In April, the Association of American Medical Colleges released a report suggestive of an oncoming physician shortfall in the United States in The Complexities of Physician Supply and Demand: Projections from 2017 to 2032. According to data from the study, the U.S. could face a shortage of nearly 122,000 physicians by 2031, as the demand for doctors increases faster than supply. Projected shortfall estimates range from 47,000 to 122,000 physicians however, that number could be even higher.

As the national population continues to grow and age, the need for a larger number of doctors available to meet the rising demand increases. While the industry continues to address and reduce population health factors such as smoking, heart disease, and obesity, it also extends American life expectancy, thereby creating an increased demand for doctors. The U.S. Census Bureau estimates the nation’s population to grow by more than 10% by the year 2032, with the number of people over the age of 65 increasing by nearly 50%.An aging population not only demands more healthcare opportunities, but it also reduces the amount of practicing physicians. Currently, one-third of all doctors will reach the age of 65 or older within the next decade, making physician retirementone of the greatest potential causes of the projected shortfall. Additionally, prevention efforts and longer life expectancy are expected to decrease demand for some specialties, such as endocrinology, while increasing the need for others, like geriatric medicine.While rural and underserved areas may experience the forecasted shortage most acutely, the demand for doctors will be felt across the nation. To help address this problem, the United States would need an additional 95,900 physicians immediately if health care use patterns were to be equalized across race, insurance coverage and geographic location. The report’s estimated number of lacking physicians may need to increase to account for these needs.

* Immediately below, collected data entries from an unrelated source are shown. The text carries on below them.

//! The k-bucket routing table (spec §4.5).
//!
//! Structure follows the teacher's `src/routing/table.rs`: an ordered `Vec`
//! of buckets, located by binary search, split lazily on insert. Eviction
//! and the ping-the-head replacement policy are new — the teacher's version
//! just dropped new nodes when a bucket was full and unsplittable.

use crate::bucket::{Bucket, BucketInsert};
use crate::node::Node;
use chrono::{DateTime, Duration, Utc};
use krpc_encoding::id::Distance;
use krpc_encoding::NodeId;
use std::cmp::Ordering;

/// Bucket refresh interval: a bucket untouched this long gets a `find_node`
/// lookup issued for a random id in its range (spec §4.5, ~15 minutes).
pub const DEFAULT_REFRESH_INTERVAL_SECS: i64 = 15 * 60;

pub const DEFAULT_K: usize = 8;

/// Result of `RoutingTable::insert`, mirroring `BucketInsert` but at the
/// table level (split attempts are transparent to the caller).
#[derive(Debug, PartialEq, Eq)]
pub enum InsertResult {
    Inserted,
    Refreshed,
    /// The owning bucket is full and unsplittable; the caller must ping
    /// `to_ping` out-of-band and call `resolve_ping_result`.
    PendingPing { to_ping: NodeId },
}

pub struct RoutingTable {
    id: NodeId,
    k: usize,
    buckets: Vec<Bucket>,
}

impl RoutingTable {
    pub fn new(id: NodeId) -> RoutingTable {
        RoutingTable::with_k(id, DEFAULT_K)
    }

    pub fn with_k(id: NodeId, k: usize) -> RoutingTable {
        RoutingTable {
            id,
            k,
            buckets: vec![Bucket::full_range(k)],
        }
    }

    pub fn owner_id(&self) -> NodeId {
        self.id
    }

    pub fn k(&self) -> usize {
        self.k
    }

    pub fn len(&self) -> usize {
        self.buckets.iter().map(Bucket::len).sum()
    }

    pub fn is_empty(&self) -> bool {
        self.len() == 0
    }

    pub fn bucket_count(&self) -> usize {
        self.buckets.len()
    }

    fn distance_to(&self, id: &NodeId) -> Distance {
        self.id.distance(id)
    }

    /// Locates the bucket covering `distance` via binary search over the
    /// ordered, disjoint, space-covering bucket ranges (spec §8 invariant).
    fn bucket_idx_for(&self, distance: &Distance) -> usize {
        self.buckets
            .binary_search_by(|bucket| {
                if bucket.covers(distance) {
                    Ordering::Equal
                } else if distance.0 < bucket.start {
                    Ordering::Greater
                } else {
                    Ordering::Less
                }
            })
            .expect("bucket ranges partition the full distance space")
    }

    /// Inserts or refreshes `node`. Never inserts the owner's own id (spec
    /// §3, §4.5 invariant).
    pub fn insert(&mut self, node: Node) -> InsertResult {
        if node.id == self.id {
            return InsertResult::Refreshed;
        }

        let distance = self.distance_to(&node.id);
        let idx = self.bucket_idx_for(&distance);

        match self.buckets[idx].insert(node.clone()) {
            BucketInsert::Inserted => InsertResult::Inserted,
            BucketInsert::Refreshed => InsertResult::Refreshed,
            BucketInsert::Full { to_ping } => {
                if self.buckets[idx].covers_owner() {
                    self.split_bucket(idx);
                    // Retry once against the freshly split pair.
                    return self.insert(node);
                }
                InsertResult::PendingPing { to_ping }
            }
        }
    }

    /// Completes the ping-the-head replacement protocol for a
    /// `PendingPing` outcome: if the head responded, the candidate is
    /// dropped; if not, the head is evicted and the candidate takes its
    /// place (spec §4.5).
    pub fn resolve_ping_result(&mut self, head_responded: bool, candidate: Node) {
        let distance = self.distance_to(&candidate.id);
        let idx = self.bucket_idx_for(&distance);
        if head_responded {
            if let Some(head) = self.buckets[idx].head() {
                let head_id = head.id;
                if let Some(head_mut) = self.buckets[idx].get_mut(&head_id) {
                    head_mut.mark_responded();
                }
            }
        } else {
            self.buckets[idx].evict_head_and_insert(candidate);
        }
    }

    fn split_bucket(&mut self, idx: usize) {
        let upper = self.buckets[idx].split(&self.id);
        self.buckets.insert(idx + 1, upper);
    }

    pub fn remove(&mut self, id: &NodeId) -> Option<Node> {
        let distance = self.distance_to(id);
        let idx = self.bucket_idx_for(&distance);
        self.buckets[idx].remove(id)
    }

    pub fn find(&self, id: &NodeId) -> Option<&Node> {
        let distance = self.distance_to(id);
        let idx = self.bucket_idx_for(&distance);
        self.buckets[idx].get(id)
    }

    /// Returns up to `n` nodes with smallest XOR distance to `target`,
    /// ascending by distance, breaking ties by lexicographic node id (spec
    /// §4.9 tie-break rule also applies here).
    pub fn closest(&self, target: &NodeId, n: usize) -> Vec<Node> {
        let mut candidates: Vec<&Node> = self.buckets.iter().flat_map(Bucket::iter).collect();
        candidates.sort_by(|a, b| {
            let da = target.distance(&a.id);
            let db = target.distance(&b.id);
            da.cmp(&db).then_with(|| a.id.cmp(&b.id))
        });
        candidates.into_iter().take(n).cloned().collect()
    }

    /// Buckets whose `last_changed` is older than `interval` — candidates
    /// for a refresh lookup (spec §4.5).
    pub fn stale_buckets(&self, interval_secs: i64) -> Vec<(usize, krpc_encoding::id::NodeId)> {
        let now: DateTime<Utc> = Utc::now();
        self.buckets
            .iter()
            .enumerate()
            .filter(|(_, bucket)| now.signed_duration_since(bucket.last_changed) > Duration::seconds(interval_secs))
            .map(|(idx, bucket)| (idx, self.random_id_in_bucket(bucket)))
            .collect()
    }

    fn random_id_in_bucket(&self, bucket: &Bucket) -> NodeId {
        // A random distance within [start, end) XORed back against the
        // owner id yields a node id actually inside the bucket's range.
        use krpc_encoding::id::ID_LEN;
        use num_bigint::{BigUint, RandBigInt};

        let width = &bucket.end - &bucket.start;
        let mut rng = rand::thread_rng();
        let offset = if width == BigUint::from(0u8) {
            BigUint::from(0u8)
        } else {
            rng.gen_biguint_below(&width)
        };
        let distance = &bucket.start + offset;

        let distance_bytes = distance.to_bytes_be();
        let mut padded = [0u8; ID_LEN];
        let start = ID_LEN.saturating_sub(distance_bytes.len());
        let take = distance_bytes.len().min(ID_LEN);
        padded[start..].copy_from_slice(&distance_bytes[distance_bytes.len() - take..]);

        let mut xored = [0u8; ID_LEN];
        for i in 0..ID_LEN {
            xored[i] = self.id.as_bytes()[i] ^ padded[i];
        }
        NodeId::from(xored)
    }

    /// All `(NodeId, Addr)` pairs in the table, for persistence (spec §4.5,
    /// §6 snapshot format). Bucket structure is intentionally not
    /// persisted; `RoutingTable::insert` re-establishes it on load.
    pub fn snapshot_entries(&self) -> Vec<(NodeId, krpc_encoding::compact::Addr)> {
        self.buckets
            .iter()
            .flat_map(Bucket::iter)
            .map(|node| (node.id, node.addr))
            .collect()
    }
}

#[cfg(test)]
mod tests {
    use super::*;
    use krpc_encoding::compact::Addr;
    use std::net::Ipv4Addr;

    fn addr() -> Addr {
        Addr::new(Ipv4Addr::new(127, 0, 0, 1), 6881)
    }

    #[test]
    fn owner_id_is_never_inserted() {
        let owner = NodeId::random();
        let mut table = RoutingTable::new(owner);
        table.insert(Node::new(owner, addr()));
        assert!(table.is_empty());
    }

    #[test]
    fn insert_then_find_round_trips() {
        let mut table = RoutingTable::new(NodeId::random());
        let id = NodeId::random();
        table.insert(Node::new(id, addr()));
        assert!(table.find(&id).is_some());
    }

    #[test]
    fn bucket_splits_when_full_and_covers_owner() {
        let owner = NodeId::random();
        let mut table = RoutingTable::with_k(owner, 2);
        for _ in 0..3 {
            table.insert(Node::new(NodeId::random(), addr()));
        }
        assert!(table.bucket_count() >= 2);
    }

    #[test]
    fn closest_returns_at_most_n_sorted_by_distance() {
        let owner = NodeId::random();
        let mut table = RoutingTable::with_k(owner, 8);
        for _ in 0..20 {
            table.insert(Node::new(NodeId::random(), addr()));
        }
        let target = NodeId::random();
        let closest = table.closest(&target, 5);
        assert!(closest.len() <= 5);
        for pair in closest.windows(2) {
            let d0 = target.distance(&pair[0].id);
            let d1 = target.distance(&pair[1].id);
            assert!(d0 <= d1);
        }
    }

    #[test]
    fn insert_twice_is_idempotent_on_membership() {
        let mut table = RoutingTable::new(NodeId::random());
        let id = NodeId::random();
        table.insert(Node::new(id, addr()));
        let before = table.len();
        table.insert(Node::new(id, addr()));
        assert_eq!(table.len(), before);
    }

    #[test]
    fn remove_drops_the_node() {
        let mut table = RoutingTable::new(NodeId::random());
        let id = NodeId::random();
        table.insert(Node::new(id, addr()));
        table.remove(&id);
        assert!(table.find(&id).is_none());
    }
}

The total projected shortage persists under multiple studied scenarios including: a moderate increase in the use of advanced practice nurses (APRNs) and physician assistants (Pas), greater use of alternate settings such as retail clinics, and delayed physician retirement. Thus, the magnitude of the forecasted shortage will necessitate more than a single solution. Addressing the issue will require a multifaceted approach focused on innovation in healthcare delivery methods, optimal use of technology, efficient use of all healthcare professionals, and increased federal funding.

Seeing as physician training can last up to a decade, the problem should be addressed as soon as possible. Currently, the AAMC and 70 healthcare stakeholders are backing legislation that would add 15,000 Medicare-supported residency positions to the market between 2021 and 2025. In the latest press release, AAMC President and CEO, Dr. Darrell G. Kirch stresses the need for immediate action: “Because it takes seven to 15 years to train a doctor, we urge Congress to remove the freeze on federal funding for residency training that has been in place for over two decades without delay.”

The study is an update to last year’s report, incorporating the latest data evidence to present the most accurate estimates and solutions based on new healthcare modeling. As new data becomes available, the AAMC pledges to update the study annually and ensure the most precise projections are being addressed.